Le château de Pierrefonds, 1858-1885

Viollet-le-Duc et les artisans du bâtiment

 
Viollet-le-Duc s’entoure d’artisans dont il connaît et apprécie le savoir-faire, et refuse d’en changer pour des raisons de coûts ou de proximité avec le chantier. Certaines entreprises demeurent ainsi pendant toute la durée, pourtant exceptionnelle, du chantier. Les plus connus sont les ateliers Monduit, spécialistes de la plomberie et de la plomberie d’art, qui réalisent les ornements des toits et sont toujours exposés au château aujourd’hui.
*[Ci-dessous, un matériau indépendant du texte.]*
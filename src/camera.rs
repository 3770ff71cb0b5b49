use crate::{
    control::{ControlTarget, ControlValue},
    topo::{CameraControls, CameraId, CameraTerminalDesc},
    Result, UvcDevice,
};

/// Grants access to a camera input terminal.
pub struct CameraTerminal<'a> {
    device: &'a UvcDevice,
    desc: &'a CameraTerminalDesc,
}

impl<'a> CameraTerminal<'a> {
    pub(crate) fn new(device: &'a UvcDevice, desc: &'a CameraTerminalDesc) -> Self {
        Self { device, desc }
    }

    pub fn id(&self) -> CameraId {
        self.desc.id()
    }

    /// Returns whether the terminal descriptor advertises control `C`.
    pub fn is_supported<C: CameraControl>(&self) -> bool {
        self.desc.controls().contains(C::FLAG)
    }

    control_accessors!(CameraControl);

    pub fn set_control<C: CameraControl>(&mut self, value: C::Value) -> Result<()> {
        if !self.is_supported::<C>() {
            log::debug!(
                "camera terminal {:?} does not advertise {:?}, sending anyway",
                self.id(),
                C::ID
            );
        }
        log::trace!("SET_CUR({:?}) on camera terminal {:?}", C::ID, self.id());
        self.target().write(C::ID as u8, &value)
    }

    fn target(&self) -> ControlTarget<'_> {
        ControlTarget::entity(self.device, self.desc.id().as_raw())
    }
}

/// Camera terminal control selectors.
#[derive(Debug, Clone, Copy)]
#[non_exhaustive]
pub enum ControlId {
    ScanningMode = 0x01,
    AutoExposureMode = 0x02,
    AutoExposurePriority = 0x03,
    ExposureTimeAbs = 0x04,
    FocusAbs = 0x06,
    FocusAuto = 0x08,
    ZoomAbs = 0x0B,
    Privacy = 0x11,
}

pub trait CameraControl {
    type Value: ControlValue;
    const ID: ControlId;
    const FLAG: CameraControls;
}

macro_rules! camera_control {
    ($(#[$attr:meta])* $name:ident: $value:ty => $flag:ident) => {
        $(#[$attr])*
        pub struct $name;
        impl CameraControl for $name {
            type Value = $value;
            const ID: ControlId = ControlId::$name;
            const FLAG: CameraControls = CameraControls::$flag;
        }
    };
}

camera_control!(ScanningMode: bool => SCANNING_MODE);
camera_control!(AutoExposureMode: crate::control::AutoExposureMode => AUTO_EXPOSURE_MODE);
camera_control!(AutoExposurePriority: u8 => AUTO_EXPOSURE_PRIORITY);
camera_control!(
    /// Exposure time in units of 100µs.
    ExposureTimeAbs: u32 => EXPOSURE_TIME_ABS
);
camera_control!(FocusAbs: u16 => FOCUS_ABS);
camera_control!(FocusAuto: bool => FOCUS_AUTO);
camera_control!(ZoomAbs: u16 => ZOOM_ABS);
camera_control!(Privacy: bool => PRIVACY);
Convaincu que le système de compagnonnage médiéval formait des artisans expérimentés, travaillant en liaison directe avec l’architecte, Viollet-le-Duc milite pour une meilleure formation des ouvriers du bâtiment, et pour une implication de l’architecte vis-à-vis de ceux qu’il emploie. Dans son Dictionnaire raisonné de l’architecture, à l’article "Ouvriers",il écrit : "Les chantiers ouverts sur plusieurs points de la France pour la restauration de nos anciens édifices du Moyen Âge ont formé des pépinières d'exécutants habiles, parce que, dans ces chantiers, la perfection de la main-d'œuvre est une condition inhérente au travail. Tout cela est à considérer, mais ce qu'il faudrait, c'est un enseignement pour les ouvriers de bâtiments ; le système des corporations n'existe plus, il serait nécessaire de le remplacer par un système d'enseignement appliqué. En attendant, les architectes, sur leurs chantiers, peuvent prendre une influence très-salutaire sur les ouvriers qu'ils emploient, s'ils veulent se donner la peine de s'occuper directement du travail qui leur est confié, et s'ils ne dédaignent pas de leur expliquer eux-mêmes les moyens les plus propres à obtenir une exécution parfaite."